I rubbed my eyes and took long draughts of the morning breeze.
"Are you a warlock, Mr. Campbell, that you can spirit folk about the country at your pleasure? I have slept sound, but my dreams have been bad."
"Yes," he said; "what sort of dreams, maybe?"
"I dreamed I was in a wild place among wild men, and that I saw murder done. The look of the man who did it was not unlike your own."
"You have dreamed true," he said gravely; "but you have the wrong word for it. Others would call it justice."
"What sort of justice?" said I, "when you had no court or law but just what you made yourself."

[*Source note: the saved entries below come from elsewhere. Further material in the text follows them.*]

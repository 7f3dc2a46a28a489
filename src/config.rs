// Dashboard configuration: optional `dashboard.toml` plus environment overrides.

use std::path::{Path, PathBuf};

use serde::Deserialize;
use thiserror::Error;

use crate::data::model::GameType;

/// File looked up in the working directory.
pub const CONFIG_FILE: &str = "dashboard.toml";

/// Overrides `data_path` when set.
pub const DATA_PATH_ENV: &str = "SEASON_DASHBOARD_DATA";

// ---------------------------------------------------------------------------
// Error types
// ---------------------------------------------------------------------------

#[derive(Debug, Error)]
pub enum ConfigError {
    #[error("failed to read config file {path}: {source}")]
    ReadError {
        path: PathBuf,
        source: std::io::Error,
    },

    #[error("failed to parse config file {path}: {source}")]
    ParseError {
        path: PathBuf,
        source: toml::de::Error,
    },

    #[error("validation error for field `{field}`: {message}")]
    ValidationError { field: String, message: String },
}

// ---------------------------------------------------------------------------
// Config
// ---------------------------------------------------------------------------

#[derive(Debug, Clone, Deserialize)]
#[serde(default)]
pub struct DashboardConfig {
    /// Dataset loaded at startup.
    pub data_path: PathBuf,
    /// Game-type pill selected for a fresh dataset.
    pub default_game_type: GameType,
    pub window_width: f32,
    pub window_height: f32,
}

impl Default for DashboardConfig {
    fn default() -> Self {
        Self {
            data_path: PathBuf::from("nba_all_elo.csv"),
            default_game_type: GameType::Both,
            window_width: 1200.0,
            window_height: 800.0,
        }
    }
}

// ---------------------------------------------------------------------------
// Loading logic
// ---------------------------------------------------------------------------

/// Load `dashboard.toml` from the working directory (defaults if absent),
/// then apply the `SEASON_DASHBOARD_DATA` override.
pub fn load_config() -> Result<DashboardConfig, ConfigError> {
    let override_path = std::env::var_os(DATA_PATH_ENV).map(PathBuf::from);
    load_config_from(Path::new("."), override_path)
}

pub(crate) fn load_config_from(
    base_dir: &Path,
    data_path_override: Option<PathBuf>,
) -> Result<DashboardConfig, ConfigError> {
    let path = base_dir.join(CONFIG_FILE);
    let mut config = if path.exists() {
        let text = std::fs::read_to_string(&path).map_err(|e| ConfigError::ReadError {
            path: path.clone(),
            source: e,
        })?;
        toml::from_str(&text).map_err(|e| ConfigError::ParseError {
            path: path.clone(),
            source: e,
        })?
    } else {
        log::debug!("{} not found, using defaults", path.display());
        DashboardConfig::default()
    };

    if let Some(data_path) = data_path_override {
        log::info!("{DATA_PATH_ENV} overrides data path: {}", data_path.display());
        config.data_path = data_path;
    }

    validate(&config)?;
    Ok(config)
}

fn validate(config: &DashboardConfig) -> Result<(), ConfigError> {
    if config.data_path.as_os_str().is_empty() {
        return Err(ConfigError::ValidationError {
            field: "data_path".into(),
            message: "must not be empty".into(),
        });
    }
    for (field, value) in [
        ("window_width", config.window_width),
        ("window_height", config.window_height),
    ] {
        if value <= 0.0 || value.is_nan() {
            return Err(ConfigError::ValidationError {
                field: field.into(),
                message: format!("must be positive, got {value}"),
            });
        }
    }
    Ok(())
}

#[cfg(test)]
mod tests {
    use super::*;
    use std::fs;

    fn tmp_dir(name: &str) -> PathBuf {
        let tmp = std::env::temp_dir().join(name);
        let _ = fs::remove_dir_all(&tmp);
        fs::create_dir_all(&tmp).unwrap();
        tmp
    }

    #[test]
    fn missing_file_gives_defaults() {
        let tmp = tmp_dir("dashboard_config_test_missing");
        let config = load_config_from(&tmp, None).unwrap();
        assert_eq!(config.data_path, PathBuf::from("nba_all_elo.csv"));
        assert_eq!(config.default_game_type, GameType::Both);
        let _ = fs::remove_dir_all(&tmp);
    }

    #[test]
    fn reads_partial_file() {
        let tmp = tmp_dir("dashboard_config_test_partial");
        fs::write(
            tmp.join(CONFIG_FILE),
            "data_path = \"data/games.parquet\"\ndefault_game_type = \"playoffs\"\n",
        )
        .unwrap();
        let config = load_config_from(&tmp, None).unwrap();
        assert_eq!(config.data_path, PathBuf::from("data/games.parquet"));
        assert_eq!(config.default_game_type, GameType::Playoffs);
        assert_eq!(config.window_width, 1200.0);
        let _ = fs::remove_dir_all(&tmp);
    }

    #[test]
    fn override_wins_over_file() {
        let tmp = tmp_dir("dashboard_config_test_override");
        fs::write(tmp.join(CONFIG_FILE), "data_path = \"a.csv\"\n").unwrap();
        let config = load_config_from(&tmp, Some(PathBuf::from("b.csv"))).unwrap();
        assert_eq!(config.data_path, PathBuf::from("b.csv"));
        let _ = fs::remove_dir_all(&tmp);
    }

    #[test]
    fn rejects_bad_values() {
        let tmp = tmp_dir("dashboard_config_test_invalid");
        fs::write(tmp.join(CONFIG_FILE), "window_width = 0.0\n").unwrap();
        let err = load_config_from(&tmp, None).unwrap_err();
        assert!(matches!(err, ConfigError::ValidationError { ref field, .. } if field == "window_width"));

        fs::write(tmp.join(CONFIG_FILE), "window_height = nan\n").unwrap();
        let err = load_config_from(&tmp, None).unwrap_err();
        assert!(matches!(err, ConfigError::ValidationError { ref field, .. } if field == "window_height"));

        fs::write(tmp.join(CONFIG_FILE), "default_game_type = \"preseason\"\n").unwrap();
        let err = load_config_from(&tmp, None).unwrap_err();
        assert!(matches!(err, ConfigError::ParseError { .. }));
        let _ = fs::remove_dir_all(&tmp);
    }
}
use std::f32::consts::TAU;

use eframe::egui::{self, Align2, FontId, Pos2, Sense, Shape, Stroke, Ui, Vec2};
use egui_plot::{Legend, Line, Plot, PlotPoints};

use crate::color::{outcome_color, slice_fill};
use crate::data::metrics::{CumulativeSeries, OutcomeKind, SummaryTotals};

// ---------------------------------------------------------------------------
// Cumulative line chart
// ---------------------------------------------------------------------------

/// Cumulative wins vs. losses by game number.
pub fn cumulative_plot(ui: &mut Ui, series: &CumulativeSeries, height: f32) {
    ui.strong("Cumulative wins vs. losses");

    Plot::new("cumulative_plot")
        .legend(Legend::default())
        .x_axis_label("Game #")
        .y_axis_label("Total")
        .height(height)
        .include_x(1.0)
        .include_y(0.0)
        .allow_boxed_zoom(true)
        .allow_drag(true)
        .allow_scroll(false)
        .allow_zoom(true)
        .show(ui, |plot_ui| {
            for kind in OutcomeKind::ALL {
                let points: PlotPoints = series
                    .line(kind)
                    .map(|(game, total)| [game as f64, total as f64])
                    .collect();

                let line = Line::new(points)
                    .name(kind.cumulative_label())
                    .color(outcome_color(kind))
                    .width(2.0);

                plot_ui.line(line);
            }
        });
}

// ---------------------------------------------------------------------------
// Pie chart
// ---------------------------------------------------------------------------

/// One wedge of the pie: start angle and sweep, in radians.
#[derive(Debug, Clone, Copy, PartialEq)]
pub struct Slice {
    pub kind: OutcomeKind,
    pub start: f32,
    pub sweep: f32,
    pub share: f64,
}

/// Lay out the non-empty outcomes clockwise from 12 o'clock.
pub fn pie_slices(summary: &SummaryTotals) -> Vec<Slice> {
    let mut start = -TAU / 4.0;
    let mut slices = Vec::new();
    for (kind, count) in summary.entries() {
        if count == 0 {
            continue;
        }
        let share = summary.share(kind);
        let sweep = share as f32 * TAU;
        slices.push(Slice {
            kind,
            start,
            sweep,
            share,
        });
        start += sweep;
    }
    slices
}

/// Win/loss split as a pie with percentage labels.
pub fn outcome_pie(ui: &mut Ui, summary: &SummaryTotals, height: f32) {
    ui.strong(format!(
        "Result distribution (Total: {} games)",
        summary.total()
    ));

    let size = Vec2::new(ui.available_width(), height);
    let (response, painter) = ui.allocate_painter(size, Sense::hover());
    let rect = response.rect;
    let text_color = ui.visuals().text_color();

    let slices = pie_slices(summary);
    if slices.is_empty() {
        painter.text(
            rect.center(),
            Align2::CENTER_CENTER,
            "No decided games",
            FontId::proportional(16.0),
            text_color,
        );
        return;
    }

    // Leave room on the right for the legend.
    let radius = (rect.height().min(rect.width() - 140.0) / 2.0 - 8.0).max(10.0);
    let center = Pos2::new(rect.left() + radius + 16.0, rect.center().y);

    for slice in &slices {
        paint_wedge(&painter, center, radius, slice);
    }

    for slice in &slices {
        let mid = slice.start + slice.sweep / 2.0;
        let label_pos = if slices.len() == 1 {
            center
        } else {
            center + Vec2::angled(mid) * radius * 0.6
        };
        painter.text(
            label_pos,
            Align2::CENTER_CENTER,
            format!("{:.1}%", slice.share * 100.0),
            FontId::proportional(14.0),
            egui::Color32::WHITE,
        );
    }

    // Legend
    let mut y = center.y - 12.0 * summary.entries().len() as f32;
    let x = center.x + radius + 24.0;
    for (kind, count) in summary.entries() {
        painter.rect_filled(
            egui::Rect::from_min_size(Pos2::new(x, y), Vec2::splat(12.0)),
            2.0,
            slice_fill(kind),
        );
        painter.text(
            Pos2::new(x + 18.0, y + 6.0),
            Align2::LEFT_CENTER,
            format!("{kind}: {count}"),
            FontId::proportional(14.0),
            text_color,
        );
        y += 24.0;
    }
}

/// Wedges wider than half a turn are not convex, so paint a fan of thin
/// triangles instead.
fn paint_wedge(painter: &egui::Painter, center: Pos2, radius: f32, slice: &Slice) {
    let steps = ((slice.sweep / TAU) * 128.0).ceil().max(1.0) as usize;
    let step = slice.sweep / steps as f32;
    let fill = slice_fill(slice.kind);
    for i in 0..steps {
        let a0 = slice.start + step * i as f32;
        let a1 = a0 + step;
        painter.add(Shape::convex_polygon(
            vec![
                center,
                center + Vec2::angled(a0) * radius,
                center + Vec2::angled(a1) * radius,
            ],
            fill,
            Stroke::NONE,
        ));
    }
    // Separator on the wedge's leading edge.
    painter.line_segment(
        [center, center + Vec2::angled(slice.start) * radius],
        Stroke::new(1.5, outcome_color(slice.kind)),
    );
}

#[cfg(test)]
mod tests {
    use super::*;

    #[test]
    fn slices_cover_full_turn() {
        let slices = pie_slices(&SummaryTotals { wins: 2, losses: 1 });
        assert_eq!(slices.len(), 2);
        assert_eq!(slices[0].kind, OutcomeKind::Wins);
        let total: f32 = slices.iter().map(|s| s.sweep).sum();
        assert!((total - TAU).abs() < 1e-4);
        assert!((slices[1].start - (slices[0].start + slices[0].sweep)).abs() < 1e-6);
    }

    #[test]
    fn zero_count_outcome_has_no_slice() {
        let slices = pie_slices(&SummaryTotals { wins: 0, losses: 4 });
        assert_eq!(slices.len(), 1);
        assert_eq!(slices[0].kind, OutcomeKind::Losses);
        assert_eq!(slices[0].share, 1.0);
        assert!(pie_slices(&SummaryTotals::default()).is_empty());
    }
}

"Is it not a stiff Whiggamore?" he said, looking skywards. "Why, man, all justice is what men make themselves. What hinders the Free Companions from making as honest laws as any cackling Council in the towns? Did you see the man Cosh? Have you heard anything of his doings, and will you deny that the world was well quit of him? There's a decency in all trades, and Cosh fair stank to heaven. But I'm glad the thing ended as it did. I never get to like a cold execution. 'Twas better for everybody that he should fly at my face and get six inches of kindly steel in his throat. He had a gentleman's death, which was more than his crimes warranted."
I was only half convinced. Here was I, a law-abiding merchant, pitchforked suddenly into a world of lawlessness. I could not be expected to adjust my views in the short space of a night.
"You gave me a rough handling," I said, "Where was the need of it?"